Виктор всегда терпеть не мог зиму за холод, пробирающий до костей, но вот такую зиму не любил особенно. Дороги замело так, что, если бы он не знал, где у него во дворе газон, а где тротуар, ни за что бы не догадался. И коммунальные службы, как обычно, чистить ничего не спешили — воскресенье же!
Хорошо хоть снегопад закончился. И ветра, кажется, нет. Можно и прогуляться немного, размять ноги. Какой бы мерзкой ни была погода, сидеть дома — ещё хуже.
Виктор быстро оделся и вышел на улицу. Сразу же поморщился — минус двадцать градусов ударили, словно кулаком в лицо, моментально уничтожив даже намёк на тепло. Горбовский, сдавленно выругавшись, натянул на свою лысую голову шапку, потом надел перчатки — и неожиданно улыбнулся, вспомнив, как каждый раз ворчала Ира, когда зимой он приходил с улицы без этих обязательных атрибутов.

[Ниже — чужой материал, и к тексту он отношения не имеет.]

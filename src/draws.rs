// Random draw plumbing — seedable, stubbable
// Every source of randomness in a match flows through one DrawSource so
// replays with the same seed are bit-identical.

use rand::Rng;
use rand::SeedableRng;
use rand_chacha::ChaCha8Rng;
use serde::{Deserialize, Serialize};

// ─── Event vocabulary ────────────────────────────────────────────────────────

/// Category CDF for phase-4 draws: bonus 40%, malus 40%, choice 20%.
const EVENT_CDF: [f64; 2] = [0.40, 0.80];

#[derive(Debug, Clone, Copy, PartialEq, Eq, Serialize, Deserialize)]
pub enum Bonus {
    /// +5 tokens.
    Subvention,
    /// +1 temporary reputation.
    NouveauClient,
    /// +5 temporary production.
    BonusProduction,
}

#[derive(Debug, Clone, Copy, PartialEq, Eq, Serialize, Deserialize)]
pub enum Malus {
    /// Market penalty drops to 0.7 for the current turn.
    CriseMarche,
    /// Employees produce nothing this turn.
    Greve,
    /// One machine is lost, when there is one to lose.
    PanneMachine,
}

#[derive(Debug, Clone, Copy, PartialEq, Eq, Serialize, Deserialize)]
pub enum Choice {
    /// Sticky cost reduction, -1 reputation.
    Delocalisation,
    /// Trade two employees for a machine, -1 reputation.
    /// No-op with fewer than two employees; the draw is still consumed.
    Automatisation,
    /// Pay 10 tokens for +2 reputation.
    CampagneEthique,
}

/// One phase-4 event, drawn independently per active player per turn.
#[derive(Debug, Clone, Copy, PartialEq, Eq, Serialize, Deserialize)]
pub enum GameEvent {
    Bonus(Bonus),
    Malus(Malus),
    Choice(Choice),
}

// ─── DrawSource ──────────────────────────────────────────────────────────────

/// The single seam for randomness in a match.
///
/// The engine and the decision policies never touch a PRNG directly; they
/// ask the match's `DrawSource`. Tests substitute fixed implementations to
/// pin dice and event outcomes.
pub trait DrawSource {
    /// Sum of two independent d6 (one aggregate roll per market phase).
    fn dice_roll(&mut self) -> u32;

    /// Weighted category draw followed by a uniform sub-event draw.
    fn draw_event(&mut self) -> GameEvent;

    /// Uniform draw against `probability` (used by decision policies).
    fn chance(&mut self, probability: f64) -> bool;
}

// ─── SeededDraws ─────────────────────────────────────────────────────────────

/// Production draw source backed by a seeded `ChaCha8Rng`.
#[derive(Debug, Clone)]
pub struct SeededDraws {
    rng: ChaCha8Rng,
}

impl SeededDraws {
    pub fn from_seed(seed: u64) -> Self {
        Self { rng: ChaCha8Rng::seed_from_u64(seed) }
    }
}

impl DrawSource for SeededDraws {
    fn dice_roll(&mut self) -> u32 {
        self.rng.gen_range(1..=6) + self.rng.gen_range(1..=6)
    }

    fn draw_event(&mut self) -> GameEvent {
        let category: f64 = self.rng.gen();
        let sub = self.rng.gen_range(0..3usize);
        if category < EVENT_CDF[0] {
            GameEvent::Bonus(
                [Bonus::Subvention, Bonus::NouveauClient, Bonus::BonusProduction][sub],
            )
        } else if category < EVENT_CDF[1] {
            GameEvent::Malus([Malus::CriseMarche, Malus::Greve, Malus::PanneMachine][sub])
        } else {
            GameEvent::Choice(
                [Choice::Delocalisation, Choice::Automatisation, Choice::CampagneEthique][sub],
            )
        }
    }

    fn chance(&mut self, probability: f64) -> bool {
        self.rng.gen::<f64>() < probability
    }
}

— Я капюшон надеваю, — отмахивался Виктор. — А в перчатках неудобно. И вообще я в перчатках на работе хожу, они мне ещё там осточертели.
В то время ему не часто было холодно — наверное, потому что дома всегда было тепло и душевно. Было где погреться. А сейчас нет.
Проигнорировав машину, Горбовский быстрым шагом отправился вниз по улице, понятия не имея, куда направляется. Просто нужно было куда-то идти, чтобы не замёрзнуть, а куда — не так важно. Метро там в любом случае найдётся, на нём и вернётся обратно.
Чтобы не замёрзнуть, Виктор шёл так быстро, что минут через пятнадцать ему даже стало жарко, и он остановился. Сам не понимая зачем, но достал телефон, ещё раз посмотрел на фотографию Марины и Ульяны, на ночную переписку с Ирой… Тяжело вздохнул и убрал мобильник обратно в карман.
Теперь, спустя двенадцать лет, он точно мог сказать, в какой момент всё разрушил. И по какой причине. Но толку-то?
Собственные выводы о сделанных ошибках к делу не пришьёшь. И семью осознанием своей вины вернуть невозможно, как невозможно воскресить убитого. А именно так Виктор теперь воспринимал любую семью — как живой организм, который можно уничтожить.
Вот он и уничтожил. Не учёл только, что сам тоже являлся частью этого организма. Вот и получилось, что заодно Виктор убил и себя.
6
Виктор
Он познакомился с Ирой, когда им обоим было по девятнадцать лет, — на дне рождения однокурсницы Виктора Маши Вронской. Ира была её одноклассницей и лучшей подругой, но пошла не в мед, а на филфак. Они обе были из другого города, только Маша жила в Москве у отца (её родители были в разводе), а Ира — в общежитии.